Both the University and City need new Master Plans, and they should be ideally prepared through a joint project, to serve as a concrete vision for implementation. The University Master Plan has not seen a major update since 1998, over 20 years ago. The PCCN described good ideas, like a campus connector and electric car charging, but not specifics about where and when they should be implemented that a plan could address. On the city side, the “Comprehensive Plan” is simply a giant stack of often-contradictory plans and studies. There’s no single map showing priority areas for new growth. Recently, City Council is interested in upzoning transit corridors, but nobody has done a study about where and how density can be best added. Luckily, the planning commission has started work this week to hire a consultant for a new comprehensive plan. It’s not rocket science — the urban planning methods to create growth scenarios are widely used by cities as diverse as Madison, Cleveland, and Salt Lake City.

Why a single plan? University-owned land is spread throughout the city, and our transportation, housing, electricity and other infrastructures are tightly integrated. Key University-owned parcels, such as along Plymouth Road, are opportunities for innovative mixed-use development that would serve both University and City goals. A unified plan would also allow both communities to consider their histories of racial and economic exclusion, from admissions to racial covenants and single-family zoning, and consider how future planning decisions could address injustice and foster greater inclusion. Good planning works at the scope of problems, not merely political boundaries. Writing plans collaboratively can help get all the key stakeholders on the same page and build consensus.

But a good plan is not enough. Although collaborative planning can lay the groundwork for implementation, it requires capacity for follow-through. Here the University can learn from the City, where staff leadership from a dynamic Office of Sustainability & Innovations and the Planning Services Department are a big reason so many exciting sustainability proposals have been approved recently, like work on electrification and solar power, parking reforms, changes to rules for accessory dwelling units and the transit-oriented development zoning district.
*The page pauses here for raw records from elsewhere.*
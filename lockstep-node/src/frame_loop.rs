//! Frame-locked render loop over a [`ClusterNetwork`].

use std::sync::atomic::{AtomicBool, Ordering};
use std::sync::{Arc, Mutex};
use std::time::{Duration, Instant};

use anyhow::bail;
use lockstep_core::{
    deserialize, serialize, ClusterNetwork, CodecError, SharedData, SyncMode, SyncPolicy,
};
use tracing::{debug, error, info};

/// Waits are sliced so a stalled peer is reported once per slice.
const WAIT_SLICE: Duration = Duration::from_secs(1);

/// State the server drives and every client renders.
#[derive(Debug, Clone, PartialEq, Default)]
pub struct DemoState {
    /// Seconds since the server started its loop.
    pub time: f64,
    pub frame: u64,
    pub status: String,
}

impl DemoState {
    pub fn encode(&self) -> Vec<u8> {
        let mut buf = Vec::with_capacity(16 + 4 + self.status.len());
        serialize(&mut buf, &self.time);
        serialize(&mut buf, &self.frame);
        serialize(&mut buf, self.status.as_str());
        buf
    }

    pub fn decode(payload: &[u8]) -> Result<Self, CodecError> {
        let mut pos = 0;
        Ok(Self {
            time: deserialize(payload, &mut pos)?,
            frame: deserialize(payload, &mut pos)?,
            status: deserialize(payload, &mut pos)?,
        })
    }
}

pub struct FrameLoop {
    /// `None` under [`SyncPolicy::Ignore`]: frames run without any transport.
    network: Option<ClusterNetwork>,
    state: Arc<Mutex<DemoState>>,
    policy: SyncPolicy,
    sync_timeout: Duration,
    started: Instant,
    stop: Arc<AtomicBool>,
    /// Minimum time between frames; `None` runs unpaced.
    frame_interval: Option<Duration>,
}

impl FrameLoop {
    /// Hook the demo state into `shared`: the server encodes it, clients decode into it.
    pub fn new(
        network: Option<ClusterNetwork>,
        shared: &SharedData,
        policy: SyncPolicy,
        sync_timeout: Duration,
    ) -> Self {
        let state = Arc::new(Mutex::new(DemoState::default()));

        let source = state.clone();
        shared.set_encoder(move || lock(&source).encode());
        let sink = state.clone();
        shared.set_decoder(move |payload| match DemoState::decode(payload) {
            Ok(decoded) => *lock(&sink) = decoded,
            Err(e) => error!("dropping undecodable frame state: {e}"),
        });

        Self {
            network,
            state,
            policy,
            sync_timeout,
            started: Instant::now(),
            stop: Arc::new(AtomicBool::new(false)),
            frame_interval: None,
        }
    }

    /// Cap the loop at `fps` frames per second; `0` leaves it unpaced.
    /// A client under firm sync is paced by its server and ignores this.
    pub fn with_target_fps(mut self, fps: f64) -> Self {
        self.frame_interval = (fps > 0.0).then(|| Duration::from_secs_f64(1.0 / fps));
        self
    }

    /// Raising this flag ends the loop at the next wait or frame boundary.
    pub fn stop_handle(&self) -> Arc<AtomicBool> {
        self.stop.clone()
    }

    fn stopped(&self) -> bool {
        self.stop.load(Ordering::Acquire)
    }

    pub fn state(&self) -> DemoState {
        lock(&self.state).clone()
    }

    fn is_server(&self) -> bool {
        self.network.as_ref().map_or(true, ClusterNetwork::is_server)
    }

    /// False once the client lost its server or the network was shut down.
    pub fn is_running(&self) -> bool {
        self.network.as_ref().map_or(true, ClusterNetwork::is_running)
    }

    /// Block until the whole cluster is connected, or the loop is stopped.
    pub fn wait_for_cluster(&self) -> bool {
        let Some(net) = &self.network else {
            return true;
        };
        info!("waiting for all nodes to connect");
        while !self.stopped() && net.is_running() {
            if net.wait_for_all_nodes(WAIT_SLICE) {
                info!("all nodes connected");
                return true;
            }
            debug!(
                "{} of {} connections up",
                net.active_connections_count(),
                net.connections_count()
            );
        }
        false
    }

    /// Server: advance and send this frame's state. Client: wait for it (firm sync) and
    /// acknowledge it.
    pub fn pre_stage(&self) -> anyhow::Result<()> {
        if self.is_server() {
            {
                let mut state = lock(&self.state);
                state.frame += 1;
                state.time = self.started.elapsed().as_secs_f64();
                state.status = format!("frame {}", state.frame);
            }
            if let Some(net) = &self.network {
                if let Some((min, max)) = net.sync(SyncMode::SendDataToClients) {
                    debug!("round trip min {:.4}s max {:.4}s", min, max);
                }
            }
            return Ok(());
        }

        let Some(net) = &self.network else {
            return Ok(());
        };
        if self.policy == SyncPolicy::Firm {
            self.wait_for_sync(net, "server")?;
        } else if !net.is_sync_complete() {
            // Nothing new from the server; render the last frame again.
            return Ok(());
        }
        net.sync(SyncMode::Acknowledge);
        Ok(())
    }

    pub fn render(&self) {
        let state = lock(&self.state);
        debug!(
            frame = state.frame,
            time = state.time,
            status = %state.status,
            "render"
        );
    }

    /// Server under firm sync: wait until every client acknowledged this frame.
    pub fn post_stage(&self) -> anyhow::Result<()> {
        let Some(net) = &self.network else {
            return Ok(());
        };
        if self.policy != SyncPolicy::Firm || !net.is_server() {
            return Ok(());
        }
        if net.active_connections_count() == 0 {
            return Ok(());
        }
        self.wait_for_sync(net, "clients")
    }

    fn wait_for_sync(&self, net: &ClusterNetwork, peer: &str) -> anyhow::Result<()> {
        let started = Instant::now();
        while net.is_running() && !self.stopped() {
            if net.wait_for_sync(WAIT_SLICE) {
                return Ok(());
            }
            let waited = started.elapsed();
            if waited >= self.sync_timeout {
                bail!(
                    "no sync signal from {peer} after {:.1} seconds",
                    self.sync_timeout.as_secs_f64()
                );
            }
            for i in 0..net.sync_connections_count() {
                if let Some(conn) = net.sync_connection(i).filter(|c| !c.is_updated()) {
                    info!(
                        id = conn.id(),
                        "waiting for {peer}: send frame {} recv frame {} ({:.1}s)",
                        conn.send_frame_current(),
                        conn.recv_frame_current(),
                        waited.as_secs_f64()
                    );
                }
            }
        }
        Ok(())
    }

    /// Run frames until stopped, the network stops, or `frames` have been rendered.
    /// Returns the number of frames rendered.
    pub fn run(&self, frames: Option<u64>) -> anyhow::Result<u64> {
        let mut rendered = 0;
        let mut next_frame = Instant::now();
        while !self.stopped() && self.is_running() {
            if frames.is_some_and(|n| rendered >= n) {
                break;
            }
            self.pre_stage()?;
            if !self.is_running() || self.stopped() {
                break;
            }
            self.render();
            self.post_stage()?;
            rendered += 1;
            self.pace(&mut next_frame);
        }
        info!(rendered, "frame loop finished");
        Ok(rendered)
    }

    fn pace(&self, next_frame: &mut Instant) {
        let Some(interval) = self.frame_interval else {
            return;
        };
        if !self.is_server() && self.policy == SyncPolicy::Firm {
            return;
        }
        *next_frame += interval;
        let now = Instant::now();
        if *next_frame > now {
            std::thread::sleep(*next_frame - now);
        } else {
            // Running behind: do not try to catch up with a burst of frames.
            *next_frame = now;
        }
    }

    /// Shut the network down, if there is one.
    pub fn shutdown(&self) {
        if let Some(net) = &self.network {
            net.shutdown();
        }
    }
}

fn lock<T>(m: &Mutex<T>) -> std::sync::MutexGuard<'_, T> {
    m.lock().unwrap_or_else(|e| e.into_inner())
}

#[cfg(test)]
mod tests {
    use super::*;

    #[test]
    fn demo_state_round_trip() {
        let state = DemoState {
            time: 1.25,
            frame: 42,
            status: "frame 42".to_string(),
        };
        let bytes = state.encode();
        assert_eq!(bytes.len(), 8 + 8 + 4 + 8);
        assert_eq!(DemoState::decode(&bytes).unwrap(), state);
    }

    #[test]
    fn truncated_state_is_an_error() {
        let bytes = DemoState::default().encode();
        assert!(DemoState::decode(&bytes[..10]).is_err());
    }

    #[test]
    fn ignore_policy_runs_without_network() {
        let shared = SharedData::new();
        let frame_loop = FrameLoop::new(None, &shared, SyncPolicy::Ignore, Duration::from_secs(1));
        assert!(frame_loop.wait_for_cluster());
        assert_eq!(frame_loop.run(Some(3)).unwrap(), 3);
        assert_eq!(frame_loop.state().frame, 3);
        assert_eq!(frame_loop.state().status, "frame 3");
    }

    #[test]
    fn encoder_and_decoder_share_the_state() {
        let shared = SharedData::new();
        let frame_loop = FrameLoop::new(None, &shared, SyncPolicy::Ignore, Duration::from_secs(1));
        frame_loop.run(Some(2)).unwrap();

        shared.encode();
        let block = shared.snapshot();
        let sent = DemoState::decode(&block[lockstep_core::HEADER_SIZE..]).unwrap();
        assert_eq!(sent.frame, 2);

        let incoming = DemoState {
            time: 9.0,
            frame: 77,
            status: "remote".to_string(),
        };
        shared.decode(&incoming.encode());
        assert_eq!(frame_loop.state(), incoming);
    }

    #[test]
    fn target_fps_paces_frames() {
        let shared = SharedData::new();
        let frame_loop = FrameLoop::new(None, &shared, SyncPolicy::Loose, Duration::from_secs(1))
            .with_target_fps(100.0);
        let started = Instant::now();
        assert_eq!(frame_loop.run(Some(5)).unwrap(), 5);
        assert!(started.elapsed() >= Duration::from_millis(45));
    }

    #[test]
    fn zero_fps_is_unpaced() {
        let shared = SharedData::new();
        let frame_loop = FrameLoop::new(None, &shared, SyncPolicy::Loose, Duration::from_secs(1))
            .with_target_fps(0.0);
        assert!(frame_loop.frame_interval.is_none());
        let started = Instant::now();
        frame_loop.run(Some(1000)).unwrap();
        assert!(started.elapsed() < Duration::from_secs(5));
    }

    #[test]
    fn stop_flag_ends_loop() {
        let shared = SharedData::new();
        let frame_loop = FrameLoop::new(None, &shared, SyncPolicy::Loose, Duration::from_secs(1));
        frame_loop.stop_handle().store(true, Ordering::Release);
        assert_eq!(frame_loop.run(None).unwrap(), 0);
    }
}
The University’s planning function, operating with a small staff deeply embedded in Facilities & Operations, lacks the capacity and institutional mandate to lead.

Administrative changes are never a silver bullet, but revising their mission, bolstering staff and considering big shifts like moving the campus planning office to the Graham Sustainability Institute may be good places to start. Perhaps the University could follow the lead of many cities by creating a dedicated innovation office, with the mission of not only implementing plans but also testing exciting new ideas. Our University is home to world-renowned experts on topics like stormwater management, smart mobility, renewable energy, ecological design and many more. Tapping into them to convert our campus into a living laboratory would help us lead by example.

President-Elect Ono has called the university “the greatest public university in the world,” but we also have areas to improve. Envisioning a more sustainable campus that better addresses carbon neutrality, sustainability and housing affordability is chief among them. I, along with many others, stand ready to help. Let’s get to work.

Richard Goodspeed is an Associate Professor of Urban and Regional Planning at the Taubman College of Architecture and Urban Planning.